第20話
☆☆☆
「これを見てくれ」
明宏は過去の出来事を全員へ説明したあと、首切り人だった人たちの一覧を表示させた。
明治45年のイケニエの首を切ったのは5人。
その中に原田という名字があったのだ。
「原田って智子の名字じゃない!?」
すぐに気が付いて佳奈が叫ぶ。
明宏は頷いた。
「他の奴らの名字はわからないけれど、あの3人はやけに地蔵についてもイケニエについても詳しかったよな。きっとこの儀式関係者だったんだ!」
明宏の憶測は正しかった。
智子が人殺しと呼ばれたことも、一生があの家の子供だと言われたことも、すべてが関係している。
「もう少しあいつらと話をする必要がありそうだな」
大輔はそう言い、無意識に指の骨をバキバキと鳴らしたのだった。
☆☆☆
それから一度家に戻って仮眠をとった3人は夜になるのを待った。
今日も彼らの仲間の誰かが犠牲になるはずだ。
だけど彼らは首を探さない。
首が地蔵についたことを確認するために、あそこにいるだけだ。
「そろそろ行こうか」
クローゼットを開けて慎也の体に抱きついていた佳奈は、その声に顔を上げた。
ドアの前に立っているのは明宏だ。
その後ろには春香と大輔もいる。
その手には武器が握りしめられて佳奈はとまどった。
「その武器を持って行くの?」
「あぁ。化け物相手には使わないけどな」
大輔がバッドを握りしめて答える。
化け物相手じゃないとすれば、使うのは彼らに対してなのだろう。
一瞬そんなことをしてもいいのかと考えたが、彼らは大輔に銃口を突きつけているのだ。
これくらい準備して置かないと本当に殺されてしまうかもしれない。
「わかった行こう」
佳奈は慎也の体を優しくなでて、クローゼットを閉めたのだった。
☆☆☆
深夜1時過ぎに地蔵へ到着すると想像通り彼らはやってきていた。
昨日と同じようにブルーシートをしいて酒盛りをしている。
「なにあんたたち、また来たの?」
少しお酒が入っている様子の智子が言う。
「あの巨体の首が取られたのか」
大輔が2人になったイケニエたちを見て言う。
一番体の大きな一生の姿がなかった。
「だからなんだよ」
亮一は相変わらず猟銃を携えていて、それをずっと右手に持っている。
酒もほとんど飲んでいないようで、少しは周囲を警戒していることがわかった。
この街を壊滅させたいわりに、自分の身は守りたいのだろう。
「お前らの名字を教えろ」
大輔の言葉に智子と亮一は動きを止めた。
今日も首を探せとか、運べといったおせっかいを焼いてくるのだと思っていたので、その言葉は予想外だったのだ。
同時に佳奈たちが過去を探っていることを理解した。
「そんなの教える義理はねぇよ」
亮一が不機嫌さを隠さずに答える。
智子は少し後ろに下がって4人を睨みつけた。
「工藤に本間に中村に柏木。
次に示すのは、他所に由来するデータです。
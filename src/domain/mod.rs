//! Domain layer for the taskforce orchestrator
//!
//! Work-item models, their state machines, and the port traits that
//! adapters implement.

pub mod errors;
pub mod models;
pub mod ports;

pub use errors::{DomainError, DomainResult};
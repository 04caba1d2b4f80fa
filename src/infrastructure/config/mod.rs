//! Configuration management infrastructure
//!
//! Hierarchical configuration using figment:
//! - YAML file loading
//! - Environment variable overrides
//! - Configuration validation

pub mod loader;

pub use loader::{ConfigError, ConfigLoader, CONFIG_DIR};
そして原田じゃないのか?」
明宏が覚えてきた名字を口に出す。
最後の原田だけ、智子へ視線を向けた。
2人は明らかにたじろいだ様子で明宏を見つめる。
その視線は泳いでいた。
「明治45年に首切りを行った5人の名前だ。お前達がイジメられたり、蔑まれてきたのはこの歴史があるからか?」
続けられた質問に智子はカッと頭に血が登っていくのを感じた。
「うるさい!」
叫び声を上げてビールの缶を投げつける。